Я учился в платной средней школе-интернате Итона в 1920–1931 годах и в Кембриджском университете в 1931–1933 годах. Вступил в Коммунистическую партию Великобритании студентом в 1932 году. Учился в Лондонском университете в 1933–1934 годах. По образованию – специалист по Франции и Германии. В 1934 году вступил в английскую дипломатическую службу, в которой служил до 1951 года, служил заведующим отделом США МИД Англии. С 1948 года имел ранг советника. Приехал в СССР в 1951 году. Жена и дети – в 1953 году. По просьбе компетентных инстанций принял фамилию Фрейзер, имя Марк Петрович».

Боже мой! Как Дональд обеднил свою биографию, вернее ту ее часть, которую он прожил в Англии.

Отец его был не просто «политическим деятелем», он был видным английским политиком, так же как и дед. Итон, который Дональд назвал «средней школой-интернатом», известен как самое привилегированное учебное заведение, которое только существует в мире. Лишь дети английских аристократов, фамилии которых являются синонимом респектабельности и безупречности, имели доступ в Итон.

А английские университеты!

Каждый, кто хоть несколько дней пробыл в прославленном Кембридже или Оксфорде, никогда их не забудет. Не забудет ни зданий старинных колледжей с их особой кладкой, ни старого плюща, ни древних мостовых, стертых подошвами десятков студенческих поколений. Не забудет замечательные традиции парадных обедов, где профессора в мантиях и учащиеся сидят за длинными столами при свечах в одном зале…

И уж совсем убого звучат слова автобиографии о службе Дональда в британском Министерстве иностранных дел. Молодой Маклэйн делал там головокружительную карьеру. В 1944 году он первый секретарь английского посольства в Вашингтоне, в 1948 году – советник посла в Каире. Быть бы ему британским послом в США, а возможно, и министром иностранных дел.

Да и личная жизнь вроде бы улыбается Маклэйну. В 1939 году он встречает в Париже, работая там в посольстве, свою будущую жену, очаровательную американку Мелинду, а в 1946 году у них уже два прелестных сына. Наконец, в 1951-м (год его разоблачения) у него и Мелинды рождается дочь…

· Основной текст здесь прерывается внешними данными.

impl MetricSession {
    /// Create a session with the pickle codec.
    pub fn new(namespace: &str, policy: FlushPolicy) -> Result<Self, ValidationError> {
        Self::with_codec(namespace, policy, Arc::new(PickleCodec))
    }

    pub fn with_codec(
        namespace: &str,
        policy: FlushPolicy,
        codec: Arc<dyn MetricCodec>,
    ) -> Result<Self, ValidationError> {
        validate_namespace(namespace)?;

        Ok(Self {
            namespace: Arc::from(namespace),
            shared: Arc::new(SharedBuffer {
                state: Mutex::new(BufferState {
                    metrics: VecDeque::with_capacity(policy.queue_max.map_or(64, NonZeroUsize::get)),
                    last_flush: None,
                }),
                policy,
                codec,
            }),
        })
    }

    pub fn namespace(&self) -> &str {
        &self.namespace
    }

    pub fn policy(&self) -> FlushPolicy {
        self.shared.policy
    }

    /// Number of buffered, unsent metrics.
    pub fn len(&self) -> usize {
        self.shared.state.lock().metrics.len()
    }

    pub fn is_empty(&self) -> bool {
        self.shared.state.lock().metrics.is_empty()
    }

    /// Copy of the buffered metrics, oldest first.
    pub fn pending(&self) -> Vec<Metric> {
        self.shared.state.lock().metrics.iter().cloned().collect()
    }

    /// Derive a session over the same buffer with another namespace.
    ///
    /// With `join` and a non-empty parent namespace the result is
    /// `parent.namespace`; otherwise `namespace` is used verbatim.
    pub fn using(&self, namespace: &str, join: bool) -> Result<Self, ValidationError> {
        validate_namespace(namespace)?;

        let joined = match (join, self.namespace.is_empty(), namespace.is_empty()) {
            (true, false, false) => format!("{}.{}", self.namespace, namespace),
            (true, false, true) => self.namespace.to_string(),
            _ => namespace.to_string(),
        };

        Ok(Self {
            namespace: Arc::from(joined),
            shared: Arc::clone(&self.shared),
        })
    }

    /// Validate and buffer a metric without evaluating the flush policy.
    ///
    /// `namespace` overrides the session namespace verbatim; an empty override
    /// posts the bare name.
    pub fn append(
        &self,
        name: &str,
        value: f64,
        timestamp: Option<f64>,
        namespace: Option<&str>,
    ) -> Result<(), ValidationError> {
        validate_metric(name, value)?;

        let namespace = match namespace {
            Some(ns) => {
                validate_namespace(ns)?;
                ns
            }
            None => &self.namespace,
        };

        let name = if namespace.is_empty() {
            name.to_string()
        } else {
            format!("{namespace}.{name}")
        };

        let metric = Metric {
            name,
            value,
            timestamp: timestamp.unwrap_or_else(now_seconds),
        };

        self.shared.state.lock().metrics.push_back(metric);
        Ok(())
    }

    /// Whether the flush policy asks for a flush right now.
    pub fn flush_due(&self) -> bool {
        let policy = self.shared.policy;
        let state = self.shared.state.lock();

        let delay_due = policy.delay_max.is_some_and(|delay| {
            state
                .last_flush
                .map_or(true, |last| last.elapsed() >= delay)
        });
        let size_due = policy
            .queue_max
            .is_some_and(|max| state.metrics.len() >= max.get());

        delay_due || size_due
    }

    /// Buffer a metric and flush through `sink` if the policy says so.
    ///
    /// Returns the number of metrics sent, 0 when no flush happened.
    pub async fn post<S: FrameSink>(
        &self,
        sink: &S,
        name: &str,
        value: f64,
        timestamp: Option<f64>,
        namespace: Option<&str>,
    ) -> Result<usize, TransportError> {
        self.append(name, value, timestamp, namespace)?;

        if self.flush_due() {
            self.flush(sink).await
        } else {
            Ok(0)
        }
    }

    /// Send everything buffered as one frame.
    ///
    /// Metrics appended while the send is in flight stay queued for the next
    /// flush. On failure the snapshot goes back to the front of the buffer.
    pub async fn flush<S: FrameSink>(&self, sink: &S) -> Result<usize, TransportError> {
        let started = Instant::now();

        let snapshot: Vec<Metric> = {
            let mut state = self.shared.state.lock();
            if state.metrics.is_empty() {
                return Ok(0);
            }
            state.metrics.drain(..).collect()
        };

        let count = snapshot.len();
        let guard = RequeueOnDrop {
            shared: &self.shared,
            snapshot: Some(snapshot),
        };

        let payload = self.shared.codec.encode(guard.metrics())?;
        let frame = codec::frame(&payload)?;
        let bytes = frame.len();

        sink.send_frame(frame).await?;
        guard.disarm();

        self.shared.state.lock().last_flush = Some(started);

        debug!(
            count,
            bytes,
            namespace = %self.namespace,
            codec = self.shared.codec.name(),
            "flushed metrics",
        );

        Ok(count)
    }
}
use serde::{Deserialize, Serialize};

/// Selects and tunes the face-encoding backend.
///
/// # Example
/// ```
/// use embedding::EncoderConfig;
///
/// let cfg = EncoderConfig {
///     mode: "api".into(),
///     api_url: Some("http://faces.internal:9000/encode".into()),
///     api_auth_header: Some("Bearer s3cr3t".into()),
///     ..Default::default()
/// };
/// assert_eq!(cfg.api_timeout_secs, 30);
/// ```
#[derive(Debug, Clone, Serialize, Deserialize, PartialEq)]
#[serde(default)]
pub struct EncoderConfig {
    /// `"api"` (remote encoder service) or `"stub"` (deterministic thumbnail encoder).
    pub mode: String,
    /// Encoder endpoint when [`mode`](Self::mode) is `"api"`.
    pub api_url: Option<String>,
    /// Sent verbatim as the `Authorization` header (e.g. `"Bearer xyz"`).
    pub api_auth_header: Option<String>,
    /// Whole-request timeout for one encode call.
    pub api_timeout_secs: u64,
    /// TCP connect timeout.
    pub api_connect_timeout_secs: u64,
}

impl Default for EncoderConfig {
    fn default() -> Self {
        Self {
            mode: "api".into(),
            api_url: None,
            api_auth_header: None,
            api_timeout_secs: 30,
            api_connect_timeout_secs: 10,
        }
    }
}
use chrono::{DateTime, Duration, Utc};
use jsonwebtoken::{Algorithm, EncodingKey, Header};
use serde::{Deserialize, Serialize};
use tokio::sync::Mutex;

use crate::credentials::ServiceAccountKey;
use crate::error::{CredentialsError, RecordsError};

pub(crate) const DATASTORE_SCOPE: &str = "https://www.googleapis.com/auth/datastore";
const JWT_BEARER_GRANT: &str = "urn:ietf:params:oauth:grant-type:jwt-bearer";
const ASSERTION_LIFETIME_SECS: i64 = 3600;
/// Tokens are refreshed this long before they actually expire.
const REFRESH_MARGIN_SECS: i64 = 60;

#[derive(Debug, Serialize, Deserialize)]
pub(crate) struct Claims {
    pub iss: String,
    pub scope: String,
    pub aud: String,
    pub iat: i64,
    pub exp: i64,
}

#[derive(Debug, Deserialize)]
struct TokenResponse {
    access_token: String,
    #[serde(default)]
    expires_in: Option<i64>,
}

struct CachedToken {
    token: String,
    expires_at: DateTime<Utc>,
}

/// OAuth2 JWT-bearer flow for a service account, with a single cached token.
pub(crate) struct TokenProvider {
    key: ServiceAccountKey,
    encoding_key: EncodingKey,
    client: reqwest::Client,
    cached: Mutex<Option<CachedToken>>,
}

impl TokenProvider {
    pub fn new(key: ServiceAccountKey, client: reqwest::Client) -> Result<Self, CredentialsError> {
        let encoding_key = key.encoding_key()?;
        Ok(Self {
            key,
            encoding_key,
            client,
            cached: Mutex::new(None),
        })
    }

    /// A valid access token, exchanging a fresh assertion when needed.
    pub async fn access_token(&self) -> Result<String, RecordsError> {
        let mut cached = self.cached.lock().await;
        let now = Utc::now();
        if let Some(token) = cached.as_ref() {
            if token.expires_at - Duration::seconds(REFRESH_MARGIN_SECS) > now {
                return Ok(token.token.clone());
            }
        }

        let fresh = self.exchange(now).await?;
        let token = fresh.token.clone();
        *cached = Some(fresh);
        Ok(token)
    }

    pub(crate) fn assertion(&self, now: DateTime<Utc>) -> Result<String, RecordsError> {
        let iat = now.timestamp();
        let claims = Claims {
            iss: self.key.client_email.clone(),
            scope: DATASTORE_SCOPE.to_string(),
            aud: self.key.token_uri.clone(),
            iat,
            exp: iat + ASSERTION_LIFETIME_SECS,
        };
        let mut header = Header::new(Algorithm::RS256);
        header.kid = self.key.private_key_id.clone();

        jsonwebtoken::encode(&header, &claims, &self.encoding_key)
            .map_err(|e| RecordsError::Auth(format!("failed to sign assertion: {e}")))
    }

    async fn exchange(&self, now: DateTime<Utc>) -> Result<CachedToken, RecordsError> {
        let assertion = self.assertion(now)?;
        let response = self
            .client
            .post(&self.key.token_uri)
            .form(&[("grant_type", JWT_BEARER_GRANT), ("assertion", assertion.as_str())])
            .send()
            .await
            .map_err(|e| RecordsError::Auth(e.to_string()))?;

        if !response.status().is_success() {
            let status = response.status();
            let body = response.text().await.unwrap_or_default();
            return Err(RecordsError::Auth(format!("HTTP {status}: {body}")));
        }

        let body: TokenResponse = response
            .json()
            .await
            .map_err(|e| RecordsError::Auth(format!("invalid token response: {e}")))?;
        let lifetime = body.expires_in.unwrap_or(ASSERTION_LIFETIME_SECS);
        let expires_at = Duration::try_seconds(lifetime)
            .filter(|_| lifetime >= 0)
            .and_then(|d| now.checked_add_signed(d))
            .ok_or_else(|| RecordsError::Auth(format!("token lifetime out of range: {lifetime}")))?;

        tracing::debug!(
            client_email = %self.key.client_email,
            expires_in = lifetime,
            "obtained Firestore access token"
        );

        Ok(CachedToken {
            token: body.access_token,
            expires_at,
        })
    }
}
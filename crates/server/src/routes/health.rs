use crate::state::ServerState;
use axum::extract::State;
use axum::http::header::CONTENT_TYPE;
use axum::response::IntoResponse;
use axum::Json;
use serde_json::json;
use std::sync::Arc;
use std::time::SystemTime;

/// Global server start time for uptime calculation
static SERVER_START_TIME: once_cell::sync::Lazy<SystemTime> =
    once_cell::sync::Lazy::new(SystemTime::now);

/// Pin the uptime origin; called once when the server starts.
pub fn mark_started() {
    once_cell::sync::Lazy::force(&SERVER_START_TIME);
}

fn uptime_seconds() -> u64 {
    SERVER_START_TIME
        .elapsed()
        .map(|d| d.as_secs())
        .unwrap_or(0)
}

/// Health check endpoint (liveness)
/// Returns 200 if server is running
pub async fn health_check() -> impl IntoResponse {
    Json(json!({
        "status": "healthy",
        "service": "facematch-server",
        "version": env!("CARGO_PKG_VERSION"),
        "timestamp": chrono::Utc::now().to_rfc3339(),
        "uptime_seconds": uptime_seconds(),
    }))
}

/// Prometheus metrics endpoint
pub async fn metrics(State(state): State<Arc<ServerState>>) -> impl IntoResponse {
    (
        [(CONTENT_TYPE, "text/plain; version=0.0.4")],
        state.metrics.render(),
    )
}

Конечно, по сравнению с советским городом Куйбышевом и с преподаванием английского в пединституте, куда Дональда упекли на четыре года, и Москва, и «Международная жизнь» могли показаться счастьем. Как-никак Маклэйн оказался в кругу международников и пишущей братии. Некоторые из них могли открыть глаза наивному английскому аристократу и на сталинский режим, и на его внешнюю политику, ибо, несмотря на всю свою интеллигентность и образованность, Дональд, как и все левые европейцы, был донельзя плохо осведомлен о нашей жизни.

Надо сказать, что доблестные чекисты (они и впрямь в случае с Маклэйном оказались доблестными, не только спасли его от пожизненного заключения, но и сумели переправить в СССР жену с тремя детьми) позаботились и о квартире для него, и о даче в мидовском поселке под Москвой, и, насколько я знаю, о пожизненной пенсии, которая казалась тогда не такой уж маленькой, ибо равнялась окладу профессора.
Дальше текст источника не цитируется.